A robust civil aviation sector needs not only investment and expansion, but deeprooted institutional vigilance. Without strengthening DGCA’s resources, staffing, and independence, expecting sustained safety in a liberalised market is not only unrealistic ~ it is dangerous. The fact that some violations were self-reported is a welcome development, suggesting a shift towards a more transparent safety culture. But transparency must not be mistaken for accountability. If DGCA fails to act firmly on these findings, it risks creating a precedent where disclosure becomes a substitute for action. Level I violations demand not only internal fixes but also public timelines, independent verification, and regulatory enforcement. This is not just about Air India. It is about a regulatory and operational ecosystem that must adapt to the evolving demands of air safety.
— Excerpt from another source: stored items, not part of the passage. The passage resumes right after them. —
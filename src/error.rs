// src/error.rs

use chrono::NaiveDate;
use std::path::PathBuf;
use std::process::ExitStatus;
use thiserror::Error;

#[derive(Error, Debug)]
pub enum BackfillError {
    #[error("IO error: {0}")]
    Io(#[from] std::io::Error),

    #[error("git operation failed: {0}")]
    Git(#[from] git2::Error),

    #[error("`git {command}` exited with {status}: {stderr}")]
    GitCommand {
        command: String,
        status: ExitStatus,
        stderr: String,
    },

    #[error("repository at {0} has not been initialized")]
    NotInitialized(PathBuf),

    #[error("invalid file path `{0}`: must be relative and stay inside the repository")]
    InvalidPath(PathBuf),

    #[error("invalid date range: {start} is after {end}")]
    InvalidRange { start: NaiveDate, end: NaiveDate },

    #[error("year {0} is outside the supported calendar")]
    InvalidYear(i32),
}

pub type Result<T> = std::result::Result<T, BackfillError>;
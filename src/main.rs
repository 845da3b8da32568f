// src/main.rs

mod cli;
mod emitter;
mod error;
mod generator;
mod logger;
mod model;
mod sampler;
mod schedule;
mod vcs;

use clap::Parser;
use cli::Args;
use std::time::Instant;

fn main() {
    let args = Args::parse();
    logger::init(args.verbose);
    let start_time = Instant::now();

    tracing::debug!("Arguments: {:?}", args);
    tracing::info!("Writing {} commits into {}", args.count, args.repo.display());

    match generator::run(&args) {
        Ok(summary) => {
            if let (Some(first), Some(last)) = (summary.first, summary.last) {
                tracing::info!("History spans from {} to {}.", first, last);
            }
            tracing::info!("Created {} commits in {:.2?}.", summary.commits, start_time.elapsed());
        }
        Err(e) => {
            tracing::error!("Backfill failed: {}", e);
            eprintln!("Error: {}", e);
            std::process::exit(1);
        }
    }
}
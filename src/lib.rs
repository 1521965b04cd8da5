// SPDX-License-Identifier: MIT OR Apache-2.0
// Copyright (c) 2025 e2eflow contributors

//! # e2eflow - End-to-end Test Orchestrator
//!
//! `e2eflow` drives an end-to-end test run as a strictly sequential
//! pipeline: optionally start a dev server and wait for readiness,
//! optionally update the browser driver, then launch the external test
//! runner as an isolated subprocess with merged configuration.
//!
//! ## Features
//!
//! - **Sequential pipeline** - each stage commits its side effects before
//!   the next starts; the first failure is the terminal result
//! - **Dev-server launch** - fire-and-abandon after the first readiness
//!   event; the server outlives the pipeline
//! - **Base-URL derivation** - synthesized from host/port/TLS, or an
//!   explicit public address used verbatim
//! - **Driver updates** - ordered probing of known install layouts
//!
//! ## Quick Start
//!
//! ```bash
//! # Initialize a workspace
//! e2eflow init
//!
//! # Serve the app, then run the suite
//! e2eflow run --dev-server app:serve
//!
//! # Run against an already-running server
//! e2eflow run --base-url http://staging:9000
//! ```

pub mod cli;
pub mod config;
pub mod errors;
pub mod pipeline;
pub mod runner;
pub mod server;
pub mod utils;

// Re-export commonly used types
pub use config::{ComputedFields, RunOptions, RunnerInvocation, TargetRef, WorkspaceConfig};
pub use errors::{E2eflowError, E2eflowResult};
pub use pipeline::{PipelineResult, Stage, TaskPipeline};

/// Library version
pub const VERSION: &str = env!("CARGO_PKG_VERSION");
// SPDX-License-Identifier: MIT OR Apache-2.0
// Copyright (c) 2025 e2eflow contributors

//! Validate command - check the workspace configuration

use colored::Colorize;
use miette::Result;
use std::path::PathBuf;
use std::str::FromStr;

use crate::config::{TargetRef, WorkspaceConfig};
use crate::utils::{print_error, print_success, print_warning};

/// Validate the workspace file
pub async fn run(config_path: PathBuf, verbose: bool) -> Result<()> {
    if !config_path.exists() {
        return Err(miette::miette!(
            "Workspace file not found: {}\n\n\
             Run 'e2eflow init' to create a new workspace.",
            config_path.display()
        ));
    }

    let workspace = WorkspaceConfig::from_file(&config_path)?;

    println!();
    println!("{}: {}", "Workspace".bold(), workspace.name);

    let mut errors = 0usize;

    // Every target, including each configuration overlay, must resolve
    for (project_name, project) in &workspace.projects {
        for (target_name, target) in &project.targets {
            let mut refs = vec![format!("{}:{}", project_name, target_name)];
            refs.extend(
                target
                    .configurations
                    .keys()
                    .map(|c| format!("{}:{}:{}", project_name, target_name, c)),
            );

            for reference in refs {
                let target_ref = TargetRef::from_str(&reference)?;
                match workspace.resolve_target(&target_ref) {
                    Ok(_) => {
                        if verbose {
                            print_success(&reference);
                        }
                    }
                    Err(e) => {
                        print_error(&format!("{}: {}", reference, e));
                        errors += 1;
                    }
                }
            }
        }
    }

    if workspace.runner.config.is_none() {
        print_warning("runner.config is unset; runs will use e2e/runner.conf.js");
    }

    if workspace.projects.is_empty() {
        print_warning("no projects defined; --dev-server will have nothing to launch");
    }

    println!();
    if errors == 0 {
        println!("{}", "Workspace configuration is valid".green());
        Ok(())
    } else {
        Err(miette::miette!(
            "Workspace configuration has {} invalid target(s)",
            errors
        ))
    }
}
// SPDX-License-Identifier: MIT OR Apache-2.0
// Copyright (c) 2025 e2eflow contributors

//! Command-backed service provider
//!
//! Resolves a serve target from the workspace config, spawns its command,
//! and scans stdout for the readiness line. Emits exactly one event into
//! the handle: ready-with-port, or a failure if the process errors or
//! exits first. The child is left running detached once ready.

use async_trait::async_trait;
use regex::Regex;
use std::path::Path;
use std::process::Stdio;
use tokio::io::{AsyncBufReadExt, BufReader};
use tokio::process::Command;
use tokio::sync::mpsc;

use super::{ServeOverrides, ServiceEvent, ServiceHandle, ServiceProvider};
use crate::config::{ServeTarget, TargetRef, WorkspaceConfig};
use crate::errors::{E2eflowError, E2eflowResult};

/// Default readiness pattern: a port following "port", or the port of a
/// printed local URL
const DEFAULT_READY_PATTERN: &str = r"(?i)(?:port[:\s]+|https?://[^\s/]+:)(\d{2,5})";

/// Service provider backed by workspace serve targets
pub struct CommandServiceProvider {
    config: WorkspaceConfig,
}

impl CommandServiceProvider {
    pub fn new(config: WorkspaceConfig) -> Self {
        Self { config }
    }

    fn build_command(target: &ServeTarget, overrides: &ServeOverrides, root: &Path) -> Command {
        let mut cmd = Command::new(&target.command);
        cmd.args(&target.args);
        cmd.current_dir(root);
        cmd.envs(&target.env);

        // Overrides win over target defaults. Serve commands pick these up
        // from the environment; watch mode is forced off for one-shot runs.
        cmd.env("HOST", &overrides.host);
        if let Some(port) = overrides.port {
            cmd.env("PORT", port.to_string());
        }
        if !overrides.watch {
            cmd.env("WATCH", "false");
        }

        cmd.stdin(Stdio::null());
        cmd.stdout(Stdio::piped());
        cmd.stderr(Stdio::null());
        cmd
    }
}

#[async_trait]
impl ServiceProvider for CommandServiceProvider {
    async fn start(
        &self,
        target_ref: &TargetRef,
        overrides: &ServeOverrides,
        root: &Path,
    ) -> E2eflowResult<ServiceHandle> {
        let target = self.config.resolve_target(target_ref)?;

        let pattern = target
            .ready_pattern
            .as_deref()
            .unwrap_or(DEFAULT_READY_PATTERN);
        // resolve_target validated custom patterns already
        let ready = Regex::new(pattern).map_err(|e| {
            E2eflowError::invalid_service(&target_ref.to_string(), e.to_string())
        })?;

        let mut cmd = Self::build_command(&target, overrides, root);

        tracing::info!(server = %target_ref, command = %target.command, "starting dev server");

        let mut child = cmd.spawn().map_err(|e| E2eflowError::ServiceStartFailure {
            target: target_ref.to_string(),
            detail: format!("failed to spawn '{}': {}", target.command, e),
            help: Some(format!("Check that '{}' is installed and on PATH", target.command)),
        })?;

        let stdout = child.stdout.take().ok_or_else(|| E2eflowError::ServiceStartFailure {
            target: target_ref.to_string(),
            detail: "could not capture server output".to_string(),
            help: None,
        })?;

        let fallback_port = overrides.port.or(target.port);
        let tls = target.tls;
        let (tx, rx) = mpsc::channel(4);
        let target_name = target_ref.to_string();

        // Reader task outlives the pipeline stage: it keeps draining output
        // so the pipe never fills, and it holds the child handle so the
        // server stays up after the handle is abandoned.
        tokio::spawn(async move {
            let mut lines = BufReader::new(stdout).lines();
            let mut ready_sent = false;

            loop {
                match lines.next_line().await {
                    Ok(Some(line)) => {
                        if ready_sent || !ready.is_match(&line) {
                            continue;
                        }
                        // A matched line with no capturable port and no
                        // configured fallback fails right away instead of
                        // stalling to the readiness timeout.
                        let event = match extract_port(&ready, &line).or(fallback_port) {
                            Some(port) => {
                                tracing::debug!(server = %target_name, port, "readiness line matched");
                                ServiceEvent::ready(port, tls)
                            }
                            None => ServiceEvent::failed(
                                "readiness line matched but carried no port and none is configured; \
                                 set 'port' on the serve target or pass --port",
                            ),
                        };
                        let _ = tx.send(event).await;
                        ready_sent = true;
                    }
                    Ok(None) => break,
                    Err(e) => {
                        if !ready_sent {
                            let _ = tx
                                .send(ServiceEvent::failed(format!("output read error: {}", e)))
                                .await;
                        }
                        return;
                    }
                }
            }

            // Output closed; the child has exited or shut its pipe.
            if !ready_sent {
                let detail = match child.wait().await {
                    Ok(status) => format!("server exited before readiness ({})", status),
                    Err(e) => format!("server exited before readiness: {}", e),
                };
                let _ = tx.send(ServiceEvent::failed(detail)).await;
            } else {
                // Keep waiting so the child is reaped whenever it ends.
                let _ = child.wait().await;
            }
        });

        Ok(ServiceHandle::new(rx))
    }
}

/// Pull the port out of a readiness line via the pattern's first
/// non-empty capture group
fn extract_port(pattern: &Regex, line: &str) -> Option<u16> {
    let captures = pattern.captures(line)?;
    captures
        .iter()
        .skip(1)
        .flatten()
        .next()
        .and_then(|m| m.as_str().parse().ok())
}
Scheduled audits and post-event reviews can no longer serve as the backbone of aviation oversight. What is needed is a real-time, technology-enabled system of monitoring, supported by surprise inspections and ongoing crew performance audits. Public confidence in India’s skies is fragile, especially in the aftermath of the Ahmedabad crash. Flyers have expressed heightened anxiety, and the psychological toll of repeated aviation tragedies cannot be dismissed. Rebuilding trust will require more than press releases and procedural assurances ~ it will need visible, sustained, and systemic reform. Safety is not a formality ~ it is a culture. It must be reinforced from the cockpit to the boardroom, with the DGCA leading by example. If India is to prevent another tragedy, it must move beyond audits-as-routine and toward enforcement-as-commitment. The skies ~ and passengers ~ demand nothing less.